また、介護付き=ずっと入居できると考えがちなのですが、病気やケガの場合は介護ではなく入院が必要になるため、介護保険の対象から外れます。場合によっては、退居しなければならないこともあり得るのです。施設と病院がどのように連携しているのかを確認するのもお忘れなく。

現状では入居は可能だけれど、ギリギリかも?

現在の毎月の世帯の手取り金額は、遺族年金と定期保険の収入で26万5,000円、会社員のお子さんの収入15万円とあわせて41万5,000円で、母親である相談者様の収入のみで生活できているようですね。

ただ、支出のなかに貯蓄額が10万円とありますが、このうちのすべてが相談者様の貯蓄になるのでしょうか? また、収入と支出で誤差もあります。
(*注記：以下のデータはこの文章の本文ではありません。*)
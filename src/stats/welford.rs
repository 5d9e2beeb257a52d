//! Welford's streaming mean and variance.
//!
//! Each new sample updates the running mean and the sum of squared
//! deviations `M2` in one step:
//!
//! ```text
//! δ  = x − μ
//! μ += δ / n
//! M2 += δ · (x − μ)
//! ```
//!
//! The update never subtracts two large, nearly equal sums, so it stays
//! accurate for data with a large offset where the textbook
//! `Σx² − (Σx)²/n` formula cancels catastrophically.

use num_traits::Float;

use crate::config::Normalization;

/// Observation count as `T`.
pub(crate) fn count_as<T: Float>(n: usize) -> T {
    T::from(n).unwrap_or_else(T::infinity)
}

/// Running mean and sum of squared deviations.
#[derive(Debug, Clone, Copy, PartialEq)]
pub struct Welford<T> {
    count: usize,
    mean: T,
    m2: T,
}

impl<T: Float> Default for Welford<T> {
    fn default() -> Self {
        Self::new()
    }
}

impl<T: Float> Welford<T> {
    pub fn new() -> Self {
        Welford {
            count: 0,
            mean: T::zero(),
            m2: T::zero(),
        }
    }

    pub fn push(&mut self, x: T) {
        self.count += 1;
        let delta = x - self.mean;
        self.mean = self.mean + delta / count_as(self.count);
        self.m2 = self.m2 + delta * (x - self.mean);
    }

    pub fn count(&self) -> usize {
        self.count
    }

    /// Running mean, `None` before the first sample.
    pub fn mean(&self) -> Option<T> {
        (self.count > 0).then_some(self.mean)
    }

    /// Sum of squared deviations from the running mean.
    pub fn m2(&self) -> T {
        self.m2
    }

    /// `M2 / n` or `M2 / (n − 1)`; `None` before the first sample.
    ///
    /// A single sample with [`Normalization::Sample`] gives `0 / 0 = NaN`.
    pub fn variance(&self, norm: Normalization) -> Option<T> {
        if self.count == 0 {
            return None;
        }
        Some(self.m2 / count_as(self.count - norm.ddof()))
    }

    pub fn std_dev(&self, norm: Normalization) -> Option<T> {
        self.variance(norm).map(T::sqrt)
    }
}

impl<T: Float> Extend<T> for Welford<T> {
    fn extend<I: IntoIterator<Item = T>>(&mut self, iter: I) {
        for x in iter {
            self.push(x);
        }
    }
}

impl<'a, T: Float + 'a> Extend<&'a T> for Welford<T> {
    fn extend<I: IntoIterator<Item = &'a T>>(&mut self, iter: I) {
        self.extend(iter.into_iter().copied());
    }
}

impl<T: Float> FromIterator<T> for Welford<T> {
    fn from_iter<I: IntoIterator<Item = T>>(iter: I) -> Self {
        let mut acc = Welford::new();
        acc.extend(iter);
        acc
    }
}

impl<'a, T: Float + 'a> FromIterator<&'a T> for Welford<T> {
    fn from_iter<I: IntoIterator<Item = &'a T>>(iter: I) -> Self {
        iter.into_iter().copied().collect()
    }
}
多少、不明瞭な部分がありますが、頂いたデータをそのまま受け取れば、毎月10万円が貯蓄できる計算になりますので、相談者様が年金を受け取れる65歳までの12年間で1,440万円貯めることができます。現在の貯金総額とあわせると、3,940万円が貯まる計算です。

貯蓄額から考えれば、有料老人ホームの入居一時金は支払えますし、65歳からは年金として13万円受給できるため、有料老人ホームの生活費を支払うことは可能と思われます。ただし、ギリギリな印象を受けますので、入居する施設次第という印象は否めません。

お金の準備をどのようにするのか考える

今は働いていらっしゃらないようですので、可能であれば、毎月少額でもよいので、パートタイムなどで働いて収入を増やすことを考えてはいかがでしょうか? もちろん、フルタイムで働くのも充分にアリですよ。

相談者様は53歳と、まだまだ働ける年齢です。現在の支出を拝見すると、お子さんのために頑張って来られた姿もうかがい知れます。なかなかできることではありません。素晴らしいです。大学院に通うお子さんも、もうすぐ社会人になります。その後は、自分のために時間やお金を使っても良いのではないでしょうか? ただ、くれぐれも無理をせず、身体に気を付けてくださいね。